→ **INSTRUCTIONS FOR THE TASK**
The word "span" marks the lines to find; copy every such line from the data below.

→ **GIVEN DATA**
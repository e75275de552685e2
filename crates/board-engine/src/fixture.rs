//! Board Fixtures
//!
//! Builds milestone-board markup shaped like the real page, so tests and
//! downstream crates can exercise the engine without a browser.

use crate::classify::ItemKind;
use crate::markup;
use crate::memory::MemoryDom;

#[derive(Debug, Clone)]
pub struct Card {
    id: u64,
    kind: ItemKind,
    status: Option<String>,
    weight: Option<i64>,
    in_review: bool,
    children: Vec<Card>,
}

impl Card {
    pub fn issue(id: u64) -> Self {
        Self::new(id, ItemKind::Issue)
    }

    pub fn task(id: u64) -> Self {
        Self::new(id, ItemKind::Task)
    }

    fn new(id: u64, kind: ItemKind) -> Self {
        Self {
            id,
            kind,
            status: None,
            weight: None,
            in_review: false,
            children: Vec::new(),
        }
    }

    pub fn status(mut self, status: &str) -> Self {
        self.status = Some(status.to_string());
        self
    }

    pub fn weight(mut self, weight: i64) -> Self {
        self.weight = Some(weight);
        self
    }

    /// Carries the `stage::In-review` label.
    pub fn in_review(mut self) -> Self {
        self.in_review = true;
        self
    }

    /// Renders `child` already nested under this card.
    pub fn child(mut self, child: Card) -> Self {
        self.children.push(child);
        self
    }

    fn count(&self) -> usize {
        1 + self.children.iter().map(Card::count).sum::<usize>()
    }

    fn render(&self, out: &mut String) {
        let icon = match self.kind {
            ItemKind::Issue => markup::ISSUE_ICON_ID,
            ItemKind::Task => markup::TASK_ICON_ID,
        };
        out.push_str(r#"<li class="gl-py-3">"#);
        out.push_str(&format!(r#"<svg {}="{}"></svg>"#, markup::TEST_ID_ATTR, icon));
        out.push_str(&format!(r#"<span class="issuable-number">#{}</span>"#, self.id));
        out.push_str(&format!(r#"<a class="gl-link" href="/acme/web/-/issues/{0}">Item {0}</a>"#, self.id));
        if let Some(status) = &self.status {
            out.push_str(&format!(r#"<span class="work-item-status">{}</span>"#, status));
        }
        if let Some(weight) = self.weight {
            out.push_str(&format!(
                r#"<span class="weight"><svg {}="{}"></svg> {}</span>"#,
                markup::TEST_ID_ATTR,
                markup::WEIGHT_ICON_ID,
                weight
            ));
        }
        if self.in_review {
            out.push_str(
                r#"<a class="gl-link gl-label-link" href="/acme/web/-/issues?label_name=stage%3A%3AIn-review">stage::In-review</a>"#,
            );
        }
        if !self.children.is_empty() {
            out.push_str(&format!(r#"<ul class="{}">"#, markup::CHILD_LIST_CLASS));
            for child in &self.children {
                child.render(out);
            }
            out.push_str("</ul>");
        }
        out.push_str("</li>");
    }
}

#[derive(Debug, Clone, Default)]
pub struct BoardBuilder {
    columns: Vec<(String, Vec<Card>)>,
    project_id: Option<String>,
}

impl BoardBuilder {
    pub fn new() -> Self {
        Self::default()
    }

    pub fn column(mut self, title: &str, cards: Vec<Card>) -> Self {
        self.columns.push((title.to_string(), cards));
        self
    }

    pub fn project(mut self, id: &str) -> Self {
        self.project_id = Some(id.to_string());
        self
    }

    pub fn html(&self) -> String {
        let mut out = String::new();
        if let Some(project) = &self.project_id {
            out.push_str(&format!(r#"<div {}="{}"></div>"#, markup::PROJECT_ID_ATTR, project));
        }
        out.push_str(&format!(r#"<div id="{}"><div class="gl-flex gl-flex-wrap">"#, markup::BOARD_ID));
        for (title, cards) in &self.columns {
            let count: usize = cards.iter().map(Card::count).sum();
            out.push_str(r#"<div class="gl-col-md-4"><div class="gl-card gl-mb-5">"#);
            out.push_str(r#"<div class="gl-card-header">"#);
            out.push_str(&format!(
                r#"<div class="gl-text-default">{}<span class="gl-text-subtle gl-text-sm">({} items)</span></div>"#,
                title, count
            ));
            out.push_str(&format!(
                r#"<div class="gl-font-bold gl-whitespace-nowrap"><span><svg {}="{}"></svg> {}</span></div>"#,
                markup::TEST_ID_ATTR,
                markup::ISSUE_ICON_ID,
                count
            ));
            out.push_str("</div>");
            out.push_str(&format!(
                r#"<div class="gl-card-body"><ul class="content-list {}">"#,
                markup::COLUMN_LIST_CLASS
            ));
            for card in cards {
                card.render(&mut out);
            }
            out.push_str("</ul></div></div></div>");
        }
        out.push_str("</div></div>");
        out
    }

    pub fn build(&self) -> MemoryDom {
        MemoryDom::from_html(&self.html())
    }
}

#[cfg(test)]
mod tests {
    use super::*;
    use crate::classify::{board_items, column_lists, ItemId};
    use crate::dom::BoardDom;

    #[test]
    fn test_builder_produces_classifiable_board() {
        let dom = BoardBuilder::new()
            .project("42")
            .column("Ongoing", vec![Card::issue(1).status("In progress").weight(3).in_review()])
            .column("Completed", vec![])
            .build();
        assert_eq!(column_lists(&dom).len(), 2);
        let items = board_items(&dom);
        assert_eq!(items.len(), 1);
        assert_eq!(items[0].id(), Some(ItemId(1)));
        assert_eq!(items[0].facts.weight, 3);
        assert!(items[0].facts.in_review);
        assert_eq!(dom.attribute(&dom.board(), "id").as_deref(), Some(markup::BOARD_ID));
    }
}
...
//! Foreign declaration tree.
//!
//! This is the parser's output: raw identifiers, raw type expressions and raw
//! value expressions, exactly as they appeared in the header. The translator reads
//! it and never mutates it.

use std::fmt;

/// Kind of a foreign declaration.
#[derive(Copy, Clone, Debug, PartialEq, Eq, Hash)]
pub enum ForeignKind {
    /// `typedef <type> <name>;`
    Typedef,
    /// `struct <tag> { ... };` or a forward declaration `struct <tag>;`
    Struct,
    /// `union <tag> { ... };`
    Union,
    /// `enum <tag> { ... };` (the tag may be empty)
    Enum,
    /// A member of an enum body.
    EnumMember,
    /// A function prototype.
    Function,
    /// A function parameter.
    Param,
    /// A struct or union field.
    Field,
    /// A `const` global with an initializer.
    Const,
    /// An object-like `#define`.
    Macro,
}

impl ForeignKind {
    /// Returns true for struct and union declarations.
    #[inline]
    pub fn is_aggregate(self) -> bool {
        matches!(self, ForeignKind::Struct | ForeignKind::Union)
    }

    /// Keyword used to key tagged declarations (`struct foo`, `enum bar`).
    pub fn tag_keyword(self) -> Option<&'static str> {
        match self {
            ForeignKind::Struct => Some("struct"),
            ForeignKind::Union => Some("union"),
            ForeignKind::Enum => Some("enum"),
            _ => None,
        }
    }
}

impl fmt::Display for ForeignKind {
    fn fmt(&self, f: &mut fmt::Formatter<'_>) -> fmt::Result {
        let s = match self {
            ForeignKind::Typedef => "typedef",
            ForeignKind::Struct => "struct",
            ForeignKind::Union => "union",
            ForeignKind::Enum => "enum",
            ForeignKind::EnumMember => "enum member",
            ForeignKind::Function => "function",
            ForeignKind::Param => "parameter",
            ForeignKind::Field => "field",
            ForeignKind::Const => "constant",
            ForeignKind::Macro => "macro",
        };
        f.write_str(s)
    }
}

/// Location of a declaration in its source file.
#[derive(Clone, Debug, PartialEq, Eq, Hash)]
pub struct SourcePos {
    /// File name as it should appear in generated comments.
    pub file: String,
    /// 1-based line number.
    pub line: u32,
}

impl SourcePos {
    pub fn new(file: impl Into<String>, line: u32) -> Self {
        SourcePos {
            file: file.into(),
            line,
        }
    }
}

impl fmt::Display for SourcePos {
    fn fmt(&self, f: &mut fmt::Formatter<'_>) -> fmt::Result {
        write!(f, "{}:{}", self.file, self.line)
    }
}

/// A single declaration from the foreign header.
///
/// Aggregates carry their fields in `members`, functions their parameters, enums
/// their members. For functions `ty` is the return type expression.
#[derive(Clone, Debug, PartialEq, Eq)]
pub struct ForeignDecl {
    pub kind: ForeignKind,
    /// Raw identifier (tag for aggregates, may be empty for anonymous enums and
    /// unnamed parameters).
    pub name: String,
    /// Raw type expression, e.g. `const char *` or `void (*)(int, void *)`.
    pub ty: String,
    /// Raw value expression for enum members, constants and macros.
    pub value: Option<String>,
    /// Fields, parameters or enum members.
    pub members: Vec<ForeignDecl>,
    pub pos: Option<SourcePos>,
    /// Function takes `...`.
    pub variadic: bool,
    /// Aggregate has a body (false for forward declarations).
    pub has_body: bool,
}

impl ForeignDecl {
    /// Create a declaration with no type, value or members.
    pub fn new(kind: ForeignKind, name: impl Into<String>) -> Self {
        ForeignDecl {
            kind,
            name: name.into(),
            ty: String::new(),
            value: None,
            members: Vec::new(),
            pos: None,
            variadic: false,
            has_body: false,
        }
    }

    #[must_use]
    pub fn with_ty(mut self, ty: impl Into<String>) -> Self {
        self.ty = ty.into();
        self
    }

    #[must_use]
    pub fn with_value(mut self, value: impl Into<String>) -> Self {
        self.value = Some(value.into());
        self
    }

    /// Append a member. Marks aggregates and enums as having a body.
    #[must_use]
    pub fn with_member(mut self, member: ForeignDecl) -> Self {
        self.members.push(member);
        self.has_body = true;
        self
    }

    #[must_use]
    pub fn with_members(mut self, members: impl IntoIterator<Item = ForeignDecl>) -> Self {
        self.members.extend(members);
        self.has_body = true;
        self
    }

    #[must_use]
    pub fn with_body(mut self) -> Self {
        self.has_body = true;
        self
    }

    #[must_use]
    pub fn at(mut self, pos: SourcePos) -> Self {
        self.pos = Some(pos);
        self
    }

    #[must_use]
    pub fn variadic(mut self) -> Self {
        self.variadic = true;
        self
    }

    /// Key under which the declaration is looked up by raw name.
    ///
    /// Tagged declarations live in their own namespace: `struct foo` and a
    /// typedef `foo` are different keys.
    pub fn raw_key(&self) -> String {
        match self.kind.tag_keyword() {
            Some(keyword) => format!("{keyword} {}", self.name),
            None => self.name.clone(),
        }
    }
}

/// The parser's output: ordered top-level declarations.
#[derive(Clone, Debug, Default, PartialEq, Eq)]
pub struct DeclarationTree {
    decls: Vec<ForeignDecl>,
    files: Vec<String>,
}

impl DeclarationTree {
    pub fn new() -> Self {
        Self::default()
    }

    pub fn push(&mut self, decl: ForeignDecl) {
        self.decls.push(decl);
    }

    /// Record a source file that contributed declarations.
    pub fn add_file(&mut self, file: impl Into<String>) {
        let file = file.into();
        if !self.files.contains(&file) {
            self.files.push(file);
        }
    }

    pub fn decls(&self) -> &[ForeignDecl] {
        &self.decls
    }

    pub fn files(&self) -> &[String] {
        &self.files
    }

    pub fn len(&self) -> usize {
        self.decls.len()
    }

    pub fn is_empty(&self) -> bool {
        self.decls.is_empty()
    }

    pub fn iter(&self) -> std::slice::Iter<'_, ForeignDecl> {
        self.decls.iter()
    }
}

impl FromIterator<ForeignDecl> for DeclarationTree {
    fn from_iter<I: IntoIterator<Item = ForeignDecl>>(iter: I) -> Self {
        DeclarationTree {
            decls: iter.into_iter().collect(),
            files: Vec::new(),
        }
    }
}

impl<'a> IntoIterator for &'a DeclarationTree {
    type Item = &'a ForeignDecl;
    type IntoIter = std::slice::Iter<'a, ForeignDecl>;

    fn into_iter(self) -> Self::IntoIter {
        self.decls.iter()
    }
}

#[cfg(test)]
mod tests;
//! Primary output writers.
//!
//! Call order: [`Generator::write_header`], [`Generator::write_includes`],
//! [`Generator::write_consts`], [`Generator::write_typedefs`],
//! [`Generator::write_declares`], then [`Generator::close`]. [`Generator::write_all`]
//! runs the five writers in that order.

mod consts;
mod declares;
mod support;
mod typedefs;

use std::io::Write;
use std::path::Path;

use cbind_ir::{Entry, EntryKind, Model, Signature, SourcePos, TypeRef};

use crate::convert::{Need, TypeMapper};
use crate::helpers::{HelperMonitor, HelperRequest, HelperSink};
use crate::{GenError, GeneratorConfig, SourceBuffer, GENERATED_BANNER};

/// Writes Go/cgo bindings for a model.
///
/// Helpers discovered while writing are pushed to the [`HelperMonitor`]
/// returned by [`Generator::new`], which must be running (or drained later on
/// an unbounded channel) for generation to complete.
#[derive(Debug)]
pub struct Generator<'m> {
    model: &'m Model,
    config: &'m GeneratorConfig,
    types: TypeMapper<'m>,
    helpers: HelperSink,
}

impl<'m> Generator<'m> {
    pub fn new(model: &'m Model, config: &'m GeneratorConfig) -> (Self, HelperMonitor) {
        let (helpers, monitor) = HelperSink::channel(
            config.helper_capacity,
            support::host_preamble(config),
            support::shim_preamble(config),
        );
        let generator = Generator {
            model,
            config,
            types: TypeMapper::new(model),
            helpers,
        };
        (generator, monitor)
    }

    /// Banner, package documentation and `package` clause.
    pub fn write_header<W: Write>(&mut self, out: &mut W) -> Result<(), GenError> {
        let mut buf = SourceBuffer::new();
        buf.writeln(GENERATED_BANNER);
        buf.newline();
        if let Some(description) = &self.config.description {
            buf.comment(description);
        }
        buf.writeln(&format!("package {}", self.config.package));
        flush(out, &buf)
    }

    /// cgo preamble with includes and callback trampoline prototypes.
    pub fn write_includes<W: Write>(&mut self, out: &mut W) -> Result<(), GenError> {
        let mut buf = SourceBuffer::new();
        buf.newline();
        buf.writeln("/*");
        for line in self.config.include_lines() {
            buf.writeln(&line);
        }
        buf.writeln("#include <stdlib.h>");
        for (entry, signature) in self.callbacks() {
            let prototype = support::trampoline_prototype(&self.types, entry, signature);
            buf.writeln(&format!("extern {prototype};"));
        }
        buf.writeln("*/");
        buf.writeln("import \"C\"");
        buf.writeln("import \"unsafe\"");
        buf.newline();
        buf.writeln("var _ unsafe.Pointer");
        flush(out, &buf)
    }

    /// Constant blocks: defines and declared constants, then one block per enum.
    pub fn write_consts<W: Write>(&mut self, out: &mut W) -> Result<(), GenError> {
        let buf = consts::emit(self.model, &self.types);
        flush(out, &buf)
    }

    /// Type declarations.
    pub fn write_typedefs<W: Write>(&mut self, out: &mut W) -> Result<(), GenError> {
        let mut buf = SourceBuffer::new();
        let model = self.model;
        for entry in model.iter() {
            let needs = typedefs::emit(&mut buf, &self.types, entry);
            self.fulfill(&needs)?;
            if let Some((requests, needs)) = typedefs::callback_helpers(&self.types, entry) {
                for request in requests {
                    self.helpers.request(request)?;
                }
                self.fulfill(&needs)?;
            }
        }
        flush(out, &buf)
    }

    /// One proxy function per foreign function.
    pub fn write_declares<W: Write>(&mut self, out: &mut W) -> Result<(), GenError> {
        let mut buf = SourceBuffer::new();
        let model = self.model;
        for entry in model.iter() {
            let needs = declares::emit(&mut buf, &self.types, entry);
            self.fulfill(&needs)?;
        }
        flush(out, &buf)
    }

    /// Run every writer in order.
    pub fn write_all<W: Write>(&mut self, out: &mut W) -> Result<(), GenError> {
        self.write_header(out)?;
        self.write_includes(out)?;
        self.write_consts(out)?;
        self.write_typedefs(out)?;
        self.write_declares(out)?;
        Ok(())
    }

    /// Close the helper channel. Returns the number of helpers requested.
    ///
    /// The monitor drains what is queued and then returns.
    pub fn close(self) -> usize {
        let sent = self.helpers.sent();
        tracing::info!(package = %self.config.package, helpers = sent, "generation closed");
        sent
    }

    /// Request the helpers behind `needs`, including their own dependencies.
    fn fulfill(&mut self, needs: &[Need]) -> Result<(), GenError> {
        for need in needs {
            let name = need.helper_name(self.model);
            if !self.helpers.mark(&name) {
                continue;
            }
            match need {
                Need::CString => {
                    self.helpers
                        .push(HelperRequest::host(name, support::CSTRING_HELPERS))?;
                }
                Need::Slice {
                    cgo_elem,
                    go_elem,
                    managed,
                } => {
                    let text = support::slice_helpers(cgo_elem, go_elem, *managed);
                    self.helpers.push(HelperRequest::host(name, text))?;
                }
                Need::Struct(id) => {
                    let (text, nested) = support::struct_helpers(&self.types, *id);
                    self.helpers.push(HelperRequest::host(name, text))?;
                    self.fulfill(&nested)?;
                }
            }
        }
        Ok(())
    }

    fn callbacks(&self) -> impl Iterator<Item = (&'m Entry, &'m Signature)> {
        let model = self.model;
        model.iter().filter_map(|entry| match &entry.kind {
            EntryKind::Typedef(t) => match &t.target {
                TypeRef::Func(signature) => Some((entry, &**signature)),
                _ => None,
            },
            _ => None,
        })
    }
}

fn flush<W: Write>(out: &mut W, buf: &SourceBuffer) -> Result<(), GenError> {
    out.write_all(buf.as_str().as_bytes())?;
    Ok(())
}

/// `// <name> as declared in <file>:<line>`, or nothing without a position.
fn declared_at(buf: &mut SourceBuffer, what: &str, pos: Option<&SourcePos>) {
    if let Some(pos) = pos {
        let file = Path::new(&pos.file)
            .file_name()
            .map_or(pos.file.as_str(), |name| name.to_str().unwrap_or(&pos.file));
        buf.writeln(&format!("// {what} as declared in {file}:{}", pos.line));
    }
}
* * *
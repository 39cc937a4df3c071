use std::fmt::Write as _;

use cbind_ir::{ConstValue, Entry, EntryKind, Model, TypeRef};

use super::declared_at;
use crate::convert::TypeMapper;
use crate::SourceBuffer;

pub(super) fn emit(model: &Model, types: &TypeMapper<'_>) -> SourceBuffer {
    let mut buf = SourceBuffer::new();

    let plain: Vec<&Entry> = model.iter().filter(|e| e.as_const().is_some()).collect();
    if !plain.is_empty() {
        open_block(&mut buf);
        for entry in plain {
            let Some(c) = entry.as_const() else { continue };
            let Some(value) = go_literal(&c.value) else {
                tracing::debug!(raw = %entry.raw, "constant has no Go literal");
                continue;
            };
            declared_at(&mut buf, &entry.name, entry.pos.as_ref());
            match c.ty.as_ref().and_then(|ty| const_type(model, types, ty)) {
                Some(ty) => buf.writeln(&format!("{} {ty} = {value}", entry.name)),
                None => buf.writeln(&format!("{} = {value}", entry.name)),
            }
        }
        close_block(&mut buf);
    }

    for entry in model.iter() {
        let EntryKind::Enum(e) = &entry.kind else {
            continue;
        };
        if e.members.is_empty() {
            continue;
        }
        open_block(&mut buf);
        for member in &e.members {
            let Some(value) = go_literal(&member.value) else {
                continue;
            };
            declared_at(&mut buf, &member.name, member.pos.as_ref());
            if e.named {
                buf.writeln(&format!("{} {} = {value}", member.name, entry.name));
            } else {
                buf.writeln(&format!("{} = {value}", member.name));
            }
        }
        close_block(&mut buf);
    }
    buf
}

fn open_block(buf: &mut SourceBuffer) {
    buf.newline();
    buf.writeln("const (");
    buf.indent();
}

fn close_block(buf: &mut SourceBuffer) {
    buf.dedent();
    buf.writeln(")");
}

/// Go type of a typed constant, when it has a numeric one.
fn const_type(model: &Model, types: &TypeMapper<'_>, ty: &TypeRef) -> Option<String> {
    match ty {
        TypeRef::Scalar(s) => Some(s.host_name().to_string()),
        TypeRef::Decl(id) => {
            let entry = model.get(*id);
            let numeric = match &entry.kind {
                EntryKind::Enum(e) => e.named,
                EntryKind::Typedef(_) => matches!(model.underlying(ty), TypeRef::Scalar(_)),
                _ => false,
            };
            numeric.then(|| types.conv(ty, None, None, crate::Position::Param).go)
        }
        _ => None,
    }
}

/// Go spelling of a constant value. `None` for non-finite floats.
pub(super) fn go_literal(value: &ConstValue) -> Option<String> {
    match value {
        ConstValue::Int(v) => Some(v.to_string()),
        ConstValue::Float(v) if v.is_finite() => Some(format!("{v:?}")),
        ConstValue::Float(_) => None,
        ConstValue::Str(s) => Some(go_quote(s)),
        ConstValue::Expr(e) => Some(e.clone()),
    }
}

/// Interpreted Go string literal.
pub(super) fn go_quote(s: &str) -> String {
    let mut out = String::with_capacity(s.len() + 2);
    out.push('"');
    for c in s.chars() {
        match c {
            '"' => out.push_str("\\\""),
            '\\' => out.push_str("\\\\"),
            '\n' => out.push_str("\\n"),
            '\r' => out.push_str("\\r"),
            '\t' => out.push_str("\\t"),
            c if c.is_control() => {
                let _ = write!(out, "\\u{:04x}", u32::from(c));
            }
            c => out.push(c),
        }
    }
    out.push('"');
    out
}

→ **RESPONSE FOR THIS EXERCISE**
        out.push_str(&format!(r#"<span class="issuable-number">#{}</span>"#, self.id));
            out.push_str(&format!(r#"<span class="work-item-status">{}</span>"#, status));
                r#"<span class="weight"><svg {}="{}"></svg> {}</span>"#,
                r#"<div class="gl-text-default">{}<span class="gl-text-subtle gl-text-sm">({} items)</span></div>"#,
                r#"<div class="gl-font-bold gl-whitespace-nowrap"><span><svg {}="{}"></svg> {}</span></div>"#,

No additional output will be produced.